I see this with many high-performers: they are constantly chasing improvements, but the goal post is always moving. When my day is a constant barrage of “I need to get better at _____,” guess what eventually happens? I burn out. It's not a problem of willpower; it's a problem of prioritization: there is none. 

 

 

So that phrase and all variations of it can actually be counterproductive. And this might be exactly what my ego wants because when I’m overwhelmed, I don’t make decisions and I don’t take action. Too many ideas or ways to improve leads to paralysis by analysis.

 

I’m all for growing and developing, but without some process of prioritization, I can easily overwhelm myself with all the areas I want to improve in. Without clarity, life becomes an endless chase.

 

Clarity: How do you get it?

In order to find clarity, recognize that it’s a process of reflection, as well as trial and error. Sometimes doing the wrong thing is what gives us clarity. I highly recommend you read Brendon Burchard’s High Performance Habits. The first habit is “Seeking clarity” and in the book he outlines a pretty thorough process of creating clarity. Here are a few questions to get you started.

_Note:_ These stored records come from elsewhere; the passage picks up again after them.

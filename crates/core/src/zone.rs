//! Canonical settlement zones and hubs.
//!
//! Raw provider spellings ("North Hub", "LZ_SOUTH", "hb-west") are mapped onto
//! the fixed [`Zone`] set by [`normalize_zone`]. The lookup is tiered:
//! exact canonical identifier, then the alias table, then a prefix-stripped
//! retry of both. Exact matches always win over the heuristics.

use crate::error::{Error, Result};
use serde::{Deserialize, Serialize};
use std::fmt;
use std::str::FromStr;

/// A canonical load zone or trading hub.
///
/// Variant order matches the lexical order of the identifiers, so sorting by
/// `Zone` is the same as sorting by its string form.
#[derive(Debug, Clone, Copy, PartialEq, Eq, PartialOrd, Ord, Hash, Serialize, Deserialize)]
#[serde(rename_all = "SCREAMING_SNAKE_CASE")]
pub enum Zone {
    HbHouston,
    HbNorth,
    HbSouth,
    HbWest,
    Houston,
    North,
    South,
    West,
}

impl Zone {
    /// Every canonical zone, in sort order.
    pub const ALL: [Zone; 8] = [
        Zone::HbHouston,
        Zone::HbNorth,
        Zone::HbSouth,
        Zone::HbWest,
        Zone::Houston,
        Zone::North,
        Zone::South,
        Zone::West,
    ];

    /// Canonical identifier.
    pub fn as_str(self) -> &'static str {
        match self {
            Zone::HbHouston => "HB_HOUSTON",
            Zone::HbNorth => "HB_NORTH",
            Zone::HbSouth => "HB_SOUTH",
            Zone::HbWest => "HB_WEST",
            Zone::Houston => "HOUSTON",
            Zone::North => "NORTH",
            Zone::South => "SOUTH",
            Zone::West => "WEST",
        }
    }

    /// Exact match against the canonical identifiers only.
    pub fn from_canonical(value: &str) -> Option<Zone> {
        Zone::ALL.iter().copied().find(|zone| zone.as_str() == value)
    }
}

impl fmt::Display for Zone {
    fn fmt(&self, f: &mut fmt::Formatter<'_>) -> fmt::Result {
        f.write_str(self.as_str())
    }
}

impl FromStr for Zone {
    type Err = Error;

    /// Strict parse of a canonical identifier. Use [`normalize_zone`] for raw input.
    fn from_str(s: &str) -> Result<Self> {
        Zone::from_canonical(s).ok_or_else(|| Error::data(format!("not a canonical zone: '{s}'")))
    }
}

/// Known naming variants, keyed by their separator-normalized spelling.
pub const ZONE_ALIASES: &[(&str, Zone)] = &[
    ("NORTH_ZONE", Zone::North),
    ("SOUTH_ZONE", Zone::South),
    ("HOUSTON_ZONE", Zone::Houston),
    ("WEST_ZONE", Zone::West),
    ("LZ_NORTH", Zone::North),
    ("LZ_SOUTH", Zone::South),
    ("LZ_HOUSTON", Zone::Houston),
    ("LZ_WEST", Zone::West),
    ("HB_NORTH_HUB", Zone::HbNorth),
    ("HB_SOUTH_HUB", Zone::HbSouth),
    ("HB_HOUSTON_HUB", Zone::HbHouston),
    ("HB_WEST_HUB", Zone::HbWest),
    ("NORTH_HUB", Zone::HbNorth),
    ("SOUTH_HUB", Zone::HbSouth),
    ("HOUSTON_HUB", Zone::HbHouston),
    ("WEST_HUB", Zone::HbWest),
];

/// Prefixes stripped before the final lookup, tried in order.
pub const ZONE_PREFIXES: &[&str] = &["LZ_", "HZ_", "HZON_", "LOAD_ZONE_", "HB_"];

const SEPARATOR: char = '_';

/// Trim, uppercase, and collapse runs of spaces/hyphens into one separator.
///
/// Runs collapse rather than map one-to-one, so `"HB  West"` and
/// `"hb - west"` both key to `HB_WEST`.
fn separator_key(raw: &str) -> String {
    let mut key = String::with_capacity(raw.len());
    let mut pending_separator = false;

    for ch in raw.trim().chars() {
        if ch == '-' || ch.is_whitespace() {
            pending_separator = true;
            continue;
        }
        if pending_separator {
            key.push(SEPARATOR);
            pending_separator = false;
        }
        key.extend(ch.to_uppercase());
    }

    key
}

fn lookup_alias(key: &str) -> Option<Zone> {
    ZONE_ALIASES
        .iter()
        .find(|(alias, _)| *alias == key)
        .map(|&(_, zone)| zone)
}

fn lookup(key: &str) -> Option<Zone> {
    Zone::from_canonical(key).or_else(|| lookup_alias(key))
}

/// Map a raw zone/hub spelling onto its canonical zone.
///
/// Returns `None` for anything unrecognized; callers decide whether that is a
/// hard failure or a filter.
pub fn normalize_zone(raw: &str) -> Option<Zone> {
    let key = separator_key(raw);
    if key.is_empty() {
        return None;
    }

    if let Some(zone) = lookup(&key) {
        return Some(zone);
    }

    ZONE_PREFIXES.iter().find_map(|prefix| {
        key.strip_prefix(prefix)
            .filter(|rest| !rest.is_empty())
            .and_then(lookup)
    })
}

1. Where are you now in these areas of your life: career, family and social relationships, skills and service?

 

2. Where do you want to be in each of those areas? Why?

 

3. What’s driving you and your desire to improve? Think about it. If you achieve improvement in these areas, how will your life be different? How will your life be exactly the same?

 

4. What do you need to get from A to B? If your current “I need to get better at ___” doesn’t help you get there, then take it off the list.

 

If you can’t answer these questions then you’re not even ready for a goal. In fact, I’d argue that the desire to improve is actually counterproductive because it leads to burnout rather than progress. Here’s how you avoid burnout.

 

1% Improvement

 

One goal, one improvement at a time, one percent improvement a day. It’s critical that the goal is, according to Leo Babauta “So easy, you can’t say no.” Seems silly, right? But consistency is more important than setting a big goal and being inconsistent at tackling it. It’s not that you shouldn’t tackle hard goals; but rather, choose the very small, easy-to-do task that will lead you in the direction of the big goal. Motivation is hard to generate over a long period of time so make it so easy you can’t say no.

 

According to James Clear, author of Atomic Habits and the brains behind this concept of a one percent improvement, committing to the small gain over time has exponential payoffs. Like 37.78 times better. Compare that to the results you get from inconsistent application of effort.

 

I'll tell you what happens to me: I get worse. I gain back all the weight I gained. I get injured. I give up and get no results, or even worse results. 

 

Notice what happens when you try to choose a small habit to change, a one percent improvement. Does your ego rear its ugly head? Mine sure does. My ego tells me things like, “Oh, come on, that little change won’t make a difference. That’s pathetic. Surely you can set your sights higher than that.”

 

Last fall I implemented a small change: invite one person to coffee/day. The results did not roll in immediately, and I had to resist the temptation to give up. That’s the challenge in choosing a small habit: giving up too soon and switching gears. But I’ve already seen the results: as I mentioned in my newsletter last week, it took 2 weeks to fill all my complimentary coaching sessions for February. Last year it took two months to fill 15 spots. That’s the power of small gains.

 

What’s the small, easy change you can make that your ego rebels at? Yep, that’s the one. Until you’ve tried this one percent improvement, you don’t really know whether it will work or not, right? It’s so easy, you  might as well give it a go.

 

What’s your one percent improvement? One area of life, one percent improvement daily. That’s it. Let me know how it goes.